Microhard BulletLTE-NA2 and IPn4Gii-NA2 Post-Authentication Command Injection Vulnerability

A post-authentication command injection vulnerability has been identified in the AT+MFIP command of the Microhard BulletLTE-NA2 and IPn4Gii-NA2 products. This vulnerability allows for privilege escalation by injecting commands that are executed as the root user. The issue arises from improper handling of user input in the command, which can be exploited to execute arbitrary commands with elevated privileges. The vulnerability exists within the restricted command-line interface (CLI) that is accessible via telnet or SSH, requiring valid user credentials to exploit.

Impact

Exploitation of this vulnerability allows authenticated users to inject commands that are executed as the root user, bypassing the restrictions of the normal user shell.
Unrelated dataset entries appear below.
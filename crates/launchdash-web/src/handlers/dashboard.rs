//! Dashboard handler — renders the layout tree as the landing page.

use axum::{extract::State, response::Html};
use launchdash_charts::layout::{Dropdown, RangeSlider, TextStyle};
use launchdash_charts::{Component, LayoutTree};

use crate::state::SharedState;

/// Client script: draws chart specs with Plotly and posts control changes.
pub const DASHBOARD_JS: &str = include_str!("../../templates/dashboard.js");
pub const DASHBOARD_CSS: &str = include_str!("../../templates/dashboard.css");

const PLOTLY_CDN: &str = "https://cdn.plot.ly/plotly-2.35.2.min.js";

pub async fn dashboard(State(state): State<SharedState>) -> Html<String> {
    let dash = &state.dashboard;
    let boot = serde_json::json!({
        "state": dash.initial_state(),
        "charts": dash.initial_charts(),
    });
    Html(render_dashboard(dash.layout(), &boot.to_string()))
}

pub fn render_dashboard(layout: &LayoutTree, boot_json: &str) -> String {
    let title = layout
        .children
        .iter()
        .find_map(|c| match c {
            Component::Heading { text, .. } => Some(text.as_str()),
            _ => None,
        })
        .unwrap_or("Launch Dashboard");
    let body: String = layout.children.iter().map(render_component).collect();

    format!(r#"<!DOCTYPE html>
<html lang="en">
<head>
    <meta charset="UTF-8">
    <meta name="viewport" content="width=device-width, initial-scale=1">
    <title>{}</title>
    <script src="{}"></script>
    <style>{}</style>
</head>
<body>
<div class="app-container">
{}
</div>
<script id="dashboard-boot" type="application/json">{}</script>
<script>{}</script>
</body>
</html>"#,
        escape_html(title),
        PLOTLY_CDN,
        DASHBOARD_CSS,
        body,
        // keep the payload from closing the script element early
        boot_json.replace("</", "<\\/"),
        DASHBOARD_JS,
    )
}

fn render_component(component: &Component) -> String {
    match component {
        Component::Heading { text, style } => format!(
            "<h1 style=\"{}\">{}</h1>\n",
            style_attr(style),
            escape_html(text)
        ),
        Component::Dropdown(dropdown) => render_dropdown(dropdown),
        Component::LineBreak => "<br>\n".to_string(),
        Component::Graph { id } => format!(
            "<div><div id=\"{}\" class=\"graph\"></div></div>\n",
            id
        ),
        Component::Paragraph { text } => format!("<p>{}</p>\n", escape_html(text)),
        Component::RangeSlider(slider) => render_slider(slider),
    }
}

fn style_attr(style: &TextStyle) -> String {
    format!(
        "text-align: {}; color: {}; font-size: {}px",
        escape_html(&style.text_align),
        escape_html(&style.color),
        style.font_size
    )
}

fn render_dropdown(dropdown: &Dropdown) -> String {
    let options: String = dropdown
        .options
        .iter()
        .map(|o| {
            let selected = if o.value == dropdown.value.as_str() { " selected" } else { "" };
            format!(
                "<option value=\"{}\"{}>{}</option>",
                escape_html(&o.value),
                selected,
                escape_html(&o.label)
            )
        })
        .collect();

    let filter = if dropdown.searchable {
        format!(
            "<input type=\"search\" class=\"dropdown-filter\" data-for=\"{}\" placeholder=\"{}\">",
            dropdown.id,
            escape_html(&dropdown.placeholder)
        )
    } else {
        String::new()
    };

    format!(
        "<div class=\"dropdown\">{}<select id=\"{}\">{}</select></div>\n",
        filter, dropdown.id, options
    )
}

fn render_slider(slider: &RangeSlider) -> String {
    let marks: String = slider
        .marks
        .iter()
        .map(|(pos, label)| format!("<option value=\"{}\" label=\"{}\"></option>", pos, escape_html(label)))
        .collect();
    let handle = |name: &str, value: f64| {
        format!(
            "<input type=\"range\" name=\"{}\" min=\"{}\" max=\"{}\" step=\"{}\" value=\"{}\" list=\"{}-marks\">",
            name, slider.min, slider.max, slider.step, value, slider.id
        )
    };

    format!(
        "<div id=\"{id}\" class=\"range-slider\">{lo}{hi}<output class=\"range-value\">{vlo} – {vhi}</output><datalist id=\"{id}-marks\">{marks}</datalist></div>\n",
        id = slider.id,
        lo = handle("lo", slider.value.lo),
        hi = handle("hi", slider.value.hi),
        vlo = slider.value.lo,
        vhi = slider.value.hi,
        marks = marks,
    )
}

fn escape_html(s: &str) -> String {
    let mut out = String::with_capacity(s.len());
    for c in s.chars() {
        match c {
            '&' => out.push_str("&amp;"),
            '<' => out.push_str("&lt;"),
            '>' => out.push_str("&gt;"),
            '"' => out.push_str("&quot;"),
            '\'' => out.push_str("&#39;"),
            _ => out.push(c),
        }
    }
    out
}
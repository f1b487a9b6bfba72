//! Mapping of dashboard errors onto HTTP responses.

use axum::{
    http::StatusCode,
    response::{IntoResponse, Response},
    Json,
};
use launchdash_common::LaunchDashError;

/// Handler error. An invalid selection becomes `204 No Content` so the page
/// keeps its previous chart; anything else is a 500.
#[derive(Debug)]
pub struct ApiError(pub LaunchDashError);

impl<E: Into<LaunchDashError>> From<E> for ApiError {
    fn from(err: E) -> Self {
        ApiError(err.into())
    }
}

impl IntoResponse for ApiError {
    fn into_response(self) -> Response {
        match self.0 {
            LaunchDashError::InvalidSelection(msg) => {
                tracing::warn!("no chart update: {}", msg);
                StatusCode::NO_CONTENT.into_response()
            }
            other => {
                tracing::error!("request failed: {}", other);
                (
                    StatusCode::INTERNAL_SERVER_ERROR,
                    Json(serde_json::json!({ "error": other.to_string() })),
                )
                    .into_response()
            }
        }
    }
}
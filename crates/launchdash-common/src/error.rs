use thiserror::Error;

#[derive(Debug, Error)]
pub enum LaunchDashError {
    /// The launch table could not be read or is missing required data.
    #[error("Data load error: {0}")]
    DataLoad(String),

    /// A site has no records, so its success ratio is undefined.
    #[error("Aggregation error: {0}")]
    Aggregation(String),

    /// A control value is outside the known domain. Recoverable.
    #[error("Invalid selection: {0}")]
    InvalidSelection(String),

    #[error("Configuration error: {0}")]
    Config(String),

    #[error("IO error: {0}")]
    Io(#[from] std::io::Error),

    #[error("TOML parse error: {0}")]
    Toml(#[from] toml::de::Error),
}

impl LaunchDashError {
    /// Startup errors abort the process; selection errors only suppress a chart update.
    pub fn is_recoverable(&self) -> bool {
        matches!(self, LaunchDashError::InvalidSelection(_))
    }
}

pub type Result<T> = std::result::Result<T, LaunchDashError>;
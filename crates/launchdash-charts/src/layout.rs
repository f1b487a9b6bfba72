//! Declarative dashboard layout consumed by the rendering host.

use std::collections::BTreeMap;

use launchdash_common::LayoutConfig;
use launchdash_data::PayloadBounds;
use serde::{Deserialize, Serialize};

use crate::callbacks::{ControlId, OutputId};
use crate::controls::{PayloadRange, SiteSelection, ALL_SITES};

#[derive(Debug, Clone, PartialEq, Serialize, Deserialize)]
pub struct TextStyle {
    pub text_align: String,
    pub color: String,
    pub font_size: u32,
}

#[derive(Debug, Clone, PartialEq, Serialize, Deserialize)]
pub struct DropdownOption {
    pub label: String,
    pub value: String,
}

#[derive(Debug, Clone, PartialEq, Serialize, Deserialize)]
pub struct Dropdown {
    pub id: ControlId,
    pub options: Vec<DropdownOption>,
    pub value: SiteSelection,
    pub placeholder: String,
    /// Options can be narrowed by typing
    pub searchable: bool,
}

#[derive(Debug, Clone, PartialEq, Serialize, Deserialize)]
pub struct RangeSlider {
    pub id: ControlId,
    pub min: f64,
    pub max: f64,
    pub step: f64,
    /// Mark position -> label
    pub marks: BTreeMap<u32, String>,
    pub value: PayloadRange,
}

#[derive(Debug, Clone, PartialEq, Serialize, Deserialize)]
#[serde(tag = "type", rename_all = "snake_case")]
pub enum Component {
    Heading { text: String, style: TextStyle },
    Dropdown(Dropdown),
    Graph { id: OutputId },
    Paragraph { text: String },
    RangeSlider(RangeSlider),
    LineBreak,
}

#[derive(Debug, Clone, PartialEq, Serialize, Deserialize)]
pub struct LayoutTree {
    pub children: Vec<Component>,
}

impl LayoutTree {
    pub fn dropdown(&self) -> Option<&Dropdown> {
        self.children.iter().find_map(|c| match c {
            Component::Dropdown(d) => Some(d),
            _ => None,
        })
    }

    pub fn range_slider(&self) -> Option<&RangeSlider> {
        self.children.iter().find_map(|c| match c {
            Component::RangeSlider(s) => Some(s),
            _ => None,
        })
    }

    pub fn graphs(&self) -> Vec<OutputId> {
        self.children
            .iter()
            .filter_map(|c| match c {
                Component::Graph { id } => Some(*id),
                _ => None,
            })
            .collect()
    }
}

/// Build the dashboard tree. Slider extent comes from `bounds`; its marks
/// come from `config` and do not follow the data.
///
/// Cannot fail for finite `bounds` with `min <= max`.
pub fn build_layout(sites: &[String], bounds: PayloadBounds, config: &LayoutConfig) -> LayoutTree {
    debug_assert!(bounds.min <= bounds.max, "payload bounds inverted: {:?}", bounds);

    let options = std::iter::once(ALL_SITES.to_string())
        .chain(sites.iter().cloned())
        .map(|site| DropdownOption { label: site.clone(), value: site })
        .collect();

    let marks = config
        .slider_marks
        .iter()
        .map(|m| (*m, m.to_string()))
        .collect();

    LayoutTree {
        children: vec![
            Component::Heading {
                text: config.title.clone(),
                style: TextStyle {
                    text_align: "center".to_string(),
                    color: "#503D36".to_string(),
                    font_size: 40,
                },
            },
            Component::Dropdown(Dropdown {
                id: ControlId::SiteDropdown,
                options,
                value: SiteSelection::AllSites,
                placeholder: "Select a Launch Site here".to_string(),
                searchable: true,
            }),
            Component::LineBreak,
            Component::Graph { id: OutputId::SuccessPieChart },
            Component::LineBreak,
            Component::Paragraph { text: "Payload range (Kg):".to_string() },
            Component::RangeSlider(RangeSlider {
                id: ControlId::PayloadSlider,
                min: bounds.min,
                max: bounds.max,
                step: config.slider_step,
                marks,
                value: PayloadRange::from_bounds(bounds),
            }),
            Component::Graph { id: OutputId::SuccessPayloadScatterChart },
        ],
    }
}
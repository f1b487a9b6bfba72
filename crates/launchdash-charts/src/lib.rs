//! launchdash-charts — Dashboard layout and the chart recomputation rules.
//!
//! The rules are pure functions of the current control values and the
//! read-only dataset; the rendering host decides when to call them.

pub mod chart;
pub mod controls;
pub mod layout;
pub mod pie;
pub mod scatter;
pub mod callbacks;
pub mod dashboard;

pub use callbacks::{Callback, ControlId, OutputId, CALLBACKS};
pub use chart::{ChartSpec, PieChart, PieSlice, ScatterChart, ScatterPoint};
pub use controls::{ControlState, PayloadRange, SiteSelection, ALL_SITES};
pub use dashboard::Dashboard;
pub use layout::{build_layout, Component, LayoutTree};
pub use pie::compute_pie_spec;
pub use scatter::compute_scatter_spec;
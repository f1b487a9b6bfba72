//! Launch records loading and per-site aggregation.
//!
//! Reads the launch table once at startup and derives everything the
//! dashboard needs from it:
//!
//! | Output | Derived from |
//! |--------|--------------|
//! | `records` | one [`LaunchRecord`] per CSV row |
//! | `summaries` | success / failure ratio per launch site |
//! | `bounds` | min and max payload mass over all rows |
//!
//! # Example
//!
//! ```rust,no_run
//! use launchdash_data::Dataset;
//!
//! fn main() -> launchdash_common::Result<()> {
//!     let dataset = Dataset::load("spacex_launch_dash.csv", None)?;
//!
//!     for (site, summary) in &dataset.summaries {
//!         println!("{}: {:.2} success", site, summary.success);
//!     }
//!     println!("payload range: {} – {} kg", dataset.bounds.min, dataset.bounds.max);
//!
//!     Ok(())
//! }
//! ```

pub mod record;
pub mod loader;
pub mod summary;

pub use loader::{Dataset, REQUIRED_COLUMNS};
pub use record::{LaunchRecord, Outcome, PayloadBounds};
pub use summary::{aggregate, SiteSummary};
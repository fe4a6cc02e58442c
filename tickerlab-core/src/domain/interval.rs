//! Sampling interval of a bar series.

use serde::{Deserialize, Serialize};
use std::fmt;
use std::str::FromStr;

/// Bar sampling interval. The string form is stable — it is used as the
/// store partition key and in provider requests.
#[derive(Debug, Clone, Copy, PartialEq, Eq, Hash, Serialize, Deserialize)]
#[serde(try_from = "String", into = "String")]
pub enum Interval {
    Min1,
    Min5,
    Min15,
    Min30,
    Hour1,
    Daily,
    Weekly,
    Monthly,
}

impl Interval {
    pub fn as_str(&self) -> &'static str {
        match self {
            Interval::Min1 => "1m",
            Interval::Min5 => "5m",
            Interval::Min15 => "15m",
            Interval::Min30 => "30m",
            Interval::Hour1 => "1h",
            Interval::Daily => "1d",
            Interval::Weekly => "1wk",
            Interval::Monthly => "1mo",
        }
    }

    /// Periods per year for annualizing per-period quantities.
    ///
    /// Weekly → 52, monthly → 12, everything daily-or-finer → 252.
    pub fn periods_per_year(&self) -> f64 {
        match self {
            Interval::Weekly => 52.0,
            Interval::Monthly => 12.0,
            _ => 252.0,
        }
    }
}

impl fmt::Display for Interval {
    fn fmt(&self, f: &mut fmt::Formatter<'_>) -> fmt::Result {
        f.write_str(self.as_str())
    }
}

impl FromStr for Interval {
    type Err = String;

    fn from_str(s: &str) -> Result<Self, Self::Err> {
        match s {
            "1m" => Ok(Interval::Min1),
            "5m" => Ok(Interval::Min5),
            "15m" => Ok(Interval::Min15),
            "30m" => Ok(Interval::Min30),
            "1h" => Ok(Interval::Hour1),
            "1d" => Ok(Interval::Daily),
            "1wk" => Ok(Interval::Weekly),
            "1mo" => Ok(Interval::Monthly),
            other => Err(format!("unknown interval '{other}'")),
        }
    }
}

impl TryFrom<String> for Interval {
    type Error = String;

    fn try_from(s: String) -> Result<Self, Self::Error> {
        s.parse()
    }
}

impl From<Interval> for String {
    fn from(i: Interval) -> Self {
        i.as_str().to_string()
    }
}
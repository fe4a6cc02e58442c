//! TickerLab CLI — sync, feature run, alpha/beta, and store commands.
//!
//! Commands:
//! - `sync` — fetch bars through a provider and persist them in the store
//! - `run` — full pipeline from a TOML config: sync, features, CSV artifacts
//! - `alpha-beta` — estimate alpha/beta of one instrument against another
//! - `store status` — report store size, symbols, and coverage ranges

use anyhow::{bail, Context, Result};
use chrono::NaiveDate;
use clap::{Parser, Subcommand};
use std::path::{Path, PathBuf};
use tickerlab_core::data::{BarStore, CsvProvider};
use tickerlab_core::domain::Interval;
use tickerlab_core::features::FeatureConfig;
use tickerlab_core::pipeline::{InstrumentOutcome, Pipeline, PipelineConfig};
use tracing_subscriber::EnvFilter;

#[derive(Parser)]
#[command(
    name = "tickerlab",
    about = "TickerLab CLI — market data store and feature pipeline"
)]
struct Cli {
    #[command(subcommand)]
    command: Commands,
}

#[derive(Subcommand)]
enum Commands {
    /// Fetch bars through the CSV provider and persist them in the store.
    Sync {
        /// Symbols to sync (e.g., SPY QQQ AAPL).
        #[arg(required = true)]
        symbols: Vec<String>,

        /// Start date (YYYY-MM-DD). Defaults to 5 years ago.
        #[arg(long)]
        start: Option<String>,

        /// End date (YYYY-MM-DD). Defaults to today.
        #[arg(long)]
        end: Option<String>,

        /// Bar interval: 1m, 5m, 15m, 1h, 1d, 1wk, 1mo.
        #[arg(long, default_value = "1d")]
        interval: String,

        /// Directory holding provider CSV files, one {SYMBOL}.csv each.
        #[arg(long, default_value = "source")]
        source_dir: PathBuf,

        /// Store directory. Defaults to ./store.
        #[arg(long, default_value = "store")]
        store_dir: PathBuf,

        /// Leave gaps in place instead of filling them.
        #[arg(long, default_value_t = false)]
        no_fill: bool,

        /// Also fetch and persist option chains.
        #[arg(long, default_value_t = false)]
        options: bool,
    },
    /// Run the full pipeline (sync + features) from a TOML config file.
    Run {
        /// Path to a TOML config file.
        #[arg(long)]
        config: PathBuf,

        /// Directory holding provider CSV files, one {SYMBOL}.csv each.
        #[arg(long, default_value = "source")]
        source_dir: PathBuf,
    },
    /// Estimate alpha and beta of a subject instrument against a benchmark.
    AlphaBeta {
        /// Benchmark symbol (e.g., SPY).
        benchmark: String,

        /// Subject symbol whose alpha/beta is estimated.
        subject: String,

        /// Start date (YYYY-MM-DD). Defaults to 5 years ago.
        #[arg(long)]
        start: Option<String>,

        /// End date (YYYY-MM-DD). Defaults to today.
        #[arg(long)]
        end: Option<String>,

        /// Bar interval: 1d, 1wk, 1mo.
        #[arg(long, default_value = "1d")]
        interval: String,

        /// Target relative standard error on beta.
        #[arg(long)]
        tolerance: Option<f64>,

        /// Store directory. Defaults to ./store.
        #[arg(long, default_value = "store")]
        store_dir: PathBuf,
    },
    /// Store management commands.
    Store {
        #[command(subcommand)]
        action: StoreAction,
    },
}

#[derive(Subcommand)]
enum StoreAction {
    /// Report store size, symbol count, and coverage ranges.
    Status {
        /// Store directory. Defaults to ./store.
        #[arg(long, default_value = "store")]
        store_dir: PathBuf,
    },
}

fn main() -> Result<()> {
    tracing_subscriber::fmt()
        .with_env_filter(
            EnvFilter::try_from_default_env().unwrap_or_else(|_| EnvFilter::new("info")),
        )
        .with_target(false)
        .init();

    let cli = Cli::parse();

    match cli.command {
        Commands::Sync {
            symbols,
            start,
            end,
            interval,
            source_dir,
            store_dir,
            no_fill,
            options,
        } => run_sync(
            symbols, start, end, &interval, source_dir, store_dir, no_fill, options,
        ),
        Commands::Run { config, source_dir } => run_pipeline(&config, source_dir),
        Commands::AlphaBeta {
            benchmark,
            subject,
            start,
            end,
            interval,
            tolerance,
            store_dir,
        } => run_alpha_beta(
            &benchmark, &subject, start, end, &interval, tolerance, store_dir,
        ),
        Commands::Store { action } => match action {
            StoreAction::Status { store_dir } => run_store_status(&store_dir),
        },
    }
}

fn parse_range(start: Option<String>, end: Option<String>) -> Result<(NaiveDate, NaiveDate)> {
    let end_date = end
        .as_deref()
        .map(|s| NaiveDate::parse_from_str(s, "%Y-%m-%d"))
        .transpose()
        .context("invalid --end date")?
        .unwrap_or_else(|| chrono::Local::now().date_naive());

    let start_date = start
        .as_deref()
        .map(|s| NaiveDate::parse_from_str(s, "%Y-%m-%d"))
        .transpose()
        .context("invalid --start date")?
        .unwrap_or(end_date - chrono::Duration::days(365 * 5));

    Ok((start_date, end_date))
}

fn parse_interval(s: &str) -> Result<Interval> {
    s.parse::<Interval>()
        .map_err(|e| anyhow::anyhow!("invalid --interval: {e}"))
}

#[allow(clippy::too_many_arguments)]
fn run_sync(
    symbols: Vec<String>,
    start: Option<String>,
    end: Option<String>,
    interval: &str,
    source_dir: PathBuf,
    store_dir: PathBuf,
    no_fill: bool,
    options: bool,
) -> Result<()> {
    let (start_date, end_date) = parse_range(start, end)?;
    let config = PipelineConfig {
        symbols,
        start: start_date,
        end: end_date,
        interval: parse_interval(interval)?,
        fill_missing: !no_fill,
        include_options: options,
        store_dir,
        features_dir: None,
        features: FeatureConfig::default(),
    };
    let provider = CsvProvider::new(source_dir);
    let pipeline = Pipeline::new(config, Box::new(provider))?;
    let report = pipeline.run()?;

    print_report(&report.outcomes);
    if report.failed() > 0 {
        std::process::exit(1);
    }
    Ok(())
}

fn run_pipeline(config_path: &Path, source_dir: PathBuf) -> Result<()> {
    let config = PipelineConfig::from_toml_file(config_path)?;
    let provider = CsvProvider::new(source_dir);
    let pipeline = Pipeline::new(config, Box::new(provider))?;
    let report = pipeline.run()?;

    print_report(&report.outcomes);
    println!(
        "{} succeeded, {} failed",
        report.succeeded(),
        report.failed()
    );
    if report.failed() > 0 {
        std::process::exit(1);
    }
    Ok(())
}

fn print_report(
    outcomes: &std::collections::BTreeMap<String, InstrumentOutcome>,
) {
    for (symbol, outcome) in outcomes {
        match outcome {
            InstrumentOutcome::Ok { rows, artifact } => match artifact {
                Some(path) => println!("{symbol}: {rows} rows -> {}", path.display()),
                None => println!("{symbol}: {rows} rows"),
            },
            InstrumentOutcome::NoData => println!("{symbol}: no data"),
            InstrumentOutcome::Failed(reason) => println!("{symbol}: FAILED ({reason})"),
        }
    }
}

fn run_alpha_beta(
    benchmark: &str,
    subject: &str,
    start: Option<String>,
    end: Option<String>,
    interval: &str,
    tolerance: Option<f64>,
    store_dir: PathBuf,
) -> Result<()> {
    let (start_date, end_date) = parse_range(start, end)?;
    let config = PipelineConfig {
        symbols: vec![benchmark.to_string(), subject.to_string()],
        start: start_date,
        end: end_date,
        interval: parse_interval(interval)?,
        fill_missing: true,
        include_options: false,
        store_dir: store_dir.clone(),
        features_dir: None,
        features: FeatureConfig::default(),
    };
    // Estimation reads the store only; the provider is never called.
    let provider = CsvProvider::new(PathBuf::from("."));
    let pipeline = Pipeline::new(config, Box::new(provider))?;

    match pipeline.alpha_beta(benchmark, subject, tolerance, None)? {
        Some(estimate) => {
            println!("{}", serde_json::to_string_pretty(&estimate)?);
            Ok(())
        }
        None => bail!(
            "estimation declined for {subject} vs {benchmark}: insufficient or degenerate data"
        ),
    }
}

fn run_store_status(store_dir: &Path) -> Result<()> {
    if !store_dir.exists() {
        println!("Store directory does not exist: {}", store_dir.display());
        return Ok(());
    }

    let store = BarStore::new(store_dir);
    let metas = store.partitions();
    if metas.is_empty() {
        println!("Store is empty: {}", store_dir.display());
        return Ok(());
    }

    let total_size = dir_size_recursive(store_dir);
    println!("Store: {}", store_dir.display());
    println!("Partitions: {}", metas.len());
    println!("Total size: {}", format_size(total_size));
    println!();
    println!(
        "{:<8} {:<5} {:<42} {:>10}",
        "Symbol", "Ivl", "Coverage", "Bars"
    );
    println!("{}", "-".repeat(68));
    for meta in &metas {
        println!(
            "{:<8} {:<5} {:<42} {:>10}",
            meta.symbol,
            meta.interval.as_str(),
            format!("{} to {}", meta.min_ts, meta.max_ts),
            meta.bar_count
        );
    }

    Ok(())
}

fn dir_size_recursive(path: &Path) -> u64 {
    let mut size = 0u64;
    if let Ok(entries) = std::fs::read_dir(path) {
        for entry in entries.flatten() {
            let p = entry.path();
            if p.is_dir() {
                size += dir_size_recursive(&p);
            } else if let Ok(meta) = entry.metadata() {
                size += meta.len();
            }
        }
    }
    size
}

fn format_size(bytes: u64) -> String {
    if bytes < 1024 {
        format!("{bytes} B")
    } else if bytes < 1024 * 1024 {
        format!("{:.1} KB", bytes as f64 / 1024.0)
    } else {
        format!("{:.1} MB", bytes as f64 / (1024.0 * 1024.0))
    }
}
This could lead to unauthorized access and control over the device, potentially allowing for further exploitation within the network or system where the device is deployed.

Reproduction

To reproduce this vulnerability, log into the affected device using valid credentials via telnet or SSH. Once authenticated, access the restricted CLI interface and issue the AT+MFIP command. Inject a command payload using the $() or backtick syntax to execute arbitrary commands as the root user. For example, a command could be injected to open a reverse shell connection.

Remediation

As of the publication of this CVE, no general fix is available. Users are advised to monitor for future updates from Microhard Corporation.